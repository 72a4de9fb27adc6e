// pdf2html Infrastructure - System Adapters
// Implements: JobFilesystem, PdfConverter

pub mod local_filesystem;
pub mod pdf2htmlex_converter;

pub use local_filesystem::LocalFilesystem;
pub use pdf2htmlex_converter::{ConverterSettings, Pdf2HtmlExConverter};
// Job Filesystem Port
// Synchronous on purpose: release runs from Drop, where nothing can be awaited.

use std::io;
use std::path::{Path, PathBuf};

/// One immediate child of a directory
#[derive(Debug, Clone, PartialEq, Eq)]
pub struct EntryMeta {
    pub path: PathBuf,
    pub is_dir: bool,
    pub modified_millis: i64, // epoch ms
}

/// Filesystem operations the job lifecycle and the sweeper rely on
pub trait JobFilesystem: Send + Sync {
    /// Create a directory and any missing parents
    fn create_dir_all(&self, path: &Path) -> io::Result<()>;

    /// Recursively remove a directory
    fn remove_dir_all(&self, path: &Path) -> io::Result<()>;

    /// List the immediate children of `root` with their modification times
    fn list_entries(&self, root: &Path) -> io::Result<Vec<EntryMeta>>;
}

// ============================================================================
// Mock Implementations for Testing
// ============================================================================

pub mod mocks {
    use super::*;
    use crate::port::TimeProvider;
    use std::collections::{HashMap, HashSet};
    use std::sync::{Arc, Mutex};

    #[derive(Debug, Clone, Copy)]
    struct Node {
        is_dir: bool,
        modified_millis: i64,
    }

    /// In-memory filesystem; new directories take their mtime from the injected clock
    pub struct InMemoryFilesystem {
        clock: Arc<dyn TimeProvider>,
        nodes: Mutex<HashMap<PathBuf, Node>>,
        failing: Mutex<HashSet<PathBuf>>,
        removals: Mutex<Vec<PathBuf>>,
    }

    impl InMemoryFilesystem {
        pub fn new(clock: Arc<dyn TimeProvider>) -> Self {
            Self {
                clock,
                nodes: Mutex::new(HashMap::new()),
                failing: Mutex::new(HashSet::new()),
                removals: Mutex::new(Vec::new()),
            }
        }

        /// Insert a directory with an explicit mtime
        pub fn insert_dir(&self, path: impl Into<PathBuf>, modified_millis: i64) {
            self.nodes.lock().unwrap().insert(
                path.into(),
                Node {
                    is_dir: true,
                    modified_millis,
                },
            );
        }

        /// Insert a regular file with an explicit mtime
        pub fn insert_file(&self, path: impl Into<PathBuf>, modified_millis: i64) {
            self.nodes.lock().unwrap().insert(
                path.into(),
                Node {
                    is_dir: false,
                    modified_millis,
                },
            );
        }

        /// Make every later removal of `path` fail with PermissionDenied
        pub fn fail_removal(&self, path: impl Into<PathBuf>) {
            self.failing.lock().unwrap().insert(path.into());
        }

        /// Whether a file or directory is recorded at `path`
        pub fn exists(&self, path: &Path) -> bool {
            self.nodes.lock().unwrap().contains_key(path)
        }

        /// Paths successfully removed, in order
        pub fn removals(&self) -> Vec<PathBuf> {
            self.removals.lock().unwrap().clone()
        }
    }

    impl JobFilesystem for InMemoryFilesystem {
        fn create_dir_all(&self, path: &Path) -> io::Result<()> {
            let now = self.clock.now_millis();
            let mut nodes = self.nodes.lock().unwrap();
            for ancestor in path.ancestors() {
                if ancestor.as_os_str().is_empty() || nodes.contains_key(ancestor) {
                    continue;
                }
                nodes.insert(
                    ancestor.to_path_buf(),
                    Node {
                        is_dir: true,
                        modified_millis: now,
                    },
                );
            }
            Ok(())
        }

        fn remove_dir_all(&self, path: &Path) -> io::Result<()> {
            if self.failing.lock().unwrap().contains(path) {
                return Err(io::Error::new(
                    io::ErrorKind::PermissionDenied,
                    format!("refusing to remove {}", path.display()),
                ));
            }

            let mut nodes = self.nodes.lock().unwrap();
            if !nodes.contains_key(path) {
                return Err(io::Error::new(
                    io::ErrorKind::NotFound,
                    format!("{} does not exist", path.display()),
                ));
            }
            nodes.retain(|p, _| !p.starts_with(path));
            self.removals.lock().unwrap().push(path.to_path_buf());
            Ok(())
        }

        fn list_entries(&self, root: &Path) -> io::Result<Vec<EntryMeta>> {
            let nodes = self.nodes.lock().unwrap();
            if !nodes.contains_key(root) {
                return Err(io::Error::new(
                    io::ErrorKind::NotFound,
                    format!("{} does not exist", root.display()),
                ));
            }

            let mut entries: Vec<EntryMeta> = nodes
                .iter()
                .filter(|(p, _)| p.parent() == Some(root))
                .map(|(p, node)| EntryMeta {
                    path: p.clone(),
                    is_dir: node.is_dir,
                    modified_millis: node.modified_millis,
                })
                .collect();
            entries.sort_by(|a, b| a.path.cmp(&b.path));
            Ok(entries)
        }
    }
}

### ACTION ITEM
Write out every record shown above, word for word.

### COMPLETED TASK
repository 72a4de9fb27adc6e
// pdf2html Infrastructure - System Adapters
// Implements: JobFilesystem, PdfConverter

pub mod local_filesystem;
pub mod pdf2htmlex_converter;

pub use local_filesystem::LocalFilesystem;
pub use pdf2htmlex_converter::{ConverterSettings, Pdf2HtmlExConverter};
// Job Filesystem Port
// Synchronous on purpose: release runs from Drop, where nothing can be awaited.

use std::io;
use std::path::{Path, PathBuf};

/// One immediate child of a directory
#[derive(Debug, Clone, PartialEq, Eq)]
pub struct EntryMeta {
    pub path: PathBuf,
    pub is_dir: bool,
    pub modified_millis: i64, // epoch ms
}

/// Filesystem operations the job lifecycle and the sweeper rely on
pub trait JobFilesystem: Send + Sync {
    /// Create a directory and any missing parents
    fn create_dir_all(&self, path: &Path) -> io::Result<()>;

    /// Recursively remove a directory
    fn remove_dir_all(&self, path: &Path) -> io::Result<()>;

    /// List the immediate children of `root` with their modification times
    fn list_entries(&self, root: &Path) -> io::Result<Vec<EntryMeta>>;
}

// ============================================================================
// Mock Implementations for Testing
// ============================================================================

pub mod mocks {
    use super::*;
    use crate::port::TimeProvider;
    use std::collections::{HashMap, HashSet};
    use std::sync::{Arc, Mutex};

    #[derive(Debug, Clone, Copy)]
    struct Node {
        is_dir: bool,
        modified_millis: i64,
    }

    /// In-memory filesystem; new directories take their mtime from the injected clock
    pub struct InMemoryFilesystem {
        clock: Arc<dyn TimeProvider>,
        nodes: Mutex<HashMap<PathBuf, Node>>,
        failing: Mutex<HashSet<PathBuf>>,
        removals: Mutex<Vec<PathBuf>>,
    }

    impl InMemoryFilesystem {
        pub fn new(clock: Arc<dyn TimeProvider>) -> Self {
            Self {
                clock,
                nodes: Mutex::new(HashMap::new()),
                failing: Mutex::new(HashSet::new()),
                removals: Mutex::new(Vec::new()),
            }
        }

        /// Insert a directory with an explicit mtime
        pub fn insert_dir(&self, path: impl Into<PathBuf>, modified_millis: i64) {
            self.nodes.lock().unwrap().insert(
                path.into(),
                Node {
                    is_dir: true,
                    modified_millis,
                },
            );
        }

        /// Insert a regular file with an explicit mtime
        pub fn insert_file(&self, path: impl Into<PathBuf>, modified_millis: i64) {
            self.nodes.lock().unwrap().insert(
                path.into(),
                Node {
                    is_dir: false,
                    modified_millis,
                },
            );
        }

        /// Make every later removal of `path` fail with PermissionDenied
        pub fn fail_removal(&self, path: impl Into<PathBuf>) {
            self.failing.lock().unwrap().insert(path.into());
        }

        /// Whether a file or directory is recorded at `path`
        pub fn exists(&self, path: &Path) -> bool {
            self.nodes.lock().unwrap().contains_key(path)
        }

        /// Paths successfully removed, in order
        pub fn removals(&self) -> Vec<PathBuf> {
            self.removals.lock().unwrap().clone()
        }
    }

    impl JobFilesystem for InMemoryFilesystem {
        fn create_dir_all(&self, path: &Path) -> io::Result<()> {
            let now = self.clock.now_millis();
            let mut nodes = self.nodes.lock().unwrap();
            for ancestor in path.ancestors() {
                if ancestor.as_os_str().is_empty() || nodes.contains_key(ancestor) {
                    continue;
                }
                nodes.insert(
                    ancestor.to_path_buf(),
                    Node {
                        is_dir: true,
                        modified_millis: now,
                    },
                );
            }
            Ok(())
        }

        fn remove_dir_all(&self, path: &Path) -> io::Result<()> {
            if self.failing.lock().unwrap().contains(path) {
                return Err(io::Error::new(
                    io::ErrorKind::PermissionDenied,
                    format!("refusing to remove {}", path.display()),
                ));
            }

            let mut nodes = self.nodes.lock().unwrap();
            if !nodes.contains_key(path) {
                return Err(io::Error::new(
                    io::ErrorKind::NotFound,
                    format!("{} does not exist", path.display()),
                ));
            }
            nodes.retain(|p, _| !p.starts_with(path));
            self.removals.lock().unwrap().push(path.to_path_buf());
            Ok(())
        }

        fn list_entries(&self, root: &Path) -> io::Result<Vec<EntryMeta>> {
            let nodes = self.nodes.lock().unwrap();
            if !nodes.contains_key(root) {
                return Err(io::Error::new(
                    io::ErrorKind::NotFound,
                    format!("{} does not exist", root.display()),
                ));
            }

            let mut entries: Vec<EntryMeta> = nodes
                .iter()
                .filter(|(p, _)| p.parent() == Some(root))
                .map(|(p, node)| EntryMeta {
                    path: p.clone(),
                    is_dir: node.is_dir,
                    modified_millis: node.modified_millis,
                })
                .collect();
            entries.sort_by(|a, b| a.path.cmp(&b.path));
            Ok(entries)
        }
    }
}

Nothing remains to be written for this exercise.